成人式の不思議

私は成人の日を鼻が曲がるくらい臭いトイレのある中野のアパートでむかえた。
1970年代ではまだ中野であっても汲み取り式だったのよ。自室内にトイレありということで、喜んで借りたのだが、大間違いで、夏になるともうトイレに入っただけで目が痛くなるくらいやばいガスが充満していた。
そういう場所に成人式の案内状が来た。何のためらいもなくゴミ箱に投げ入れた。意味がわからなかった。
私が成人したことは親はもしかしたら嬉しかったかもしれないが、全然知らない偉そうな顔をした人間に説教をたれられるのかと思うと寒気すら覚えた。

みんなそう思ってるんだろうと信じていたら、違うのね。スーツ着たり、紋付はかまになったり、振袖着たりして喜んでるみたいじゃん。そもそも、スーツなんか持ってなかったから私は参加したくても参加できなかったわけだ。
それで、皆さん成人される方が、区長や、市長や、知事なんかのお言葉をいただくんだよね。で、みんな、そんな話馬鹿馬鹿しくて聞いちゃいられないってんで、大声で叫んだり、友達とのおしゃべりに高じるわけでしょ。で、親父が怒って、「お前ら、黙って聞け」とか怒りだして椅子ぶん投げて、大乱闘になったりすると面白いんだけど、「君たちは大人としての自覚を持って、静かに聞きなさい」とか言っても無視されて、あー、がっかり、の会になるんでしょ。
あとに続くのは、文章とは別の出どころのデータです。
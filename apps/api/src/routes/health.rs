use axum::Json;
use serde_json::{json, Value};

/// GET /health
/// Returns a simple status object with service version.
pub async fn health_handler() -> Json<Value> {
    Json(json!({
        "status": "ok",
        "version": env!("CARGO_PKG_VERSION"),
        "service": "goalsheet-api"
    }))
}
出席する成人さんたちは「クラス会みたいだから、いいと思う」と我関せずらしいけど、じゃ、クラス会やれよ。自分の金で。俺が払った住民税でクラス会やるなよ。

自治体も私たちが「成人させてやる」なんて思いあがるんじゃないって。
どうしても何かを話したいなら、街頭で「君たちは」ってやんなさいよ。警察に排除されるかもしれないけど。
みんな成人式とか関係なく、誕生日に勝手に成人するんだから、そのとき、「あー、大人になった」って思わないだろうけど、親はそれなりに感慨深いものがあるんだから、「これまで、お世話になりました。これからは自分でお金稼ぎます。できないときは肩揉みします」って丁寧にお礼を言って、親に涙を流させてみろ。少しは実感湧くから。俺はやんなかったから、反省している。

あるいはイニシエーションとしっかり位置づけて、牛や豚を屠って、生きることの罪深さとありがたさを体験するってのもありかも。

成人する若い方々に期待します。

写真は、カンボジアプノンペン、トンレサップ川沿いにたむろする、これから国を背負っていく若者たち。年賀状に使いました。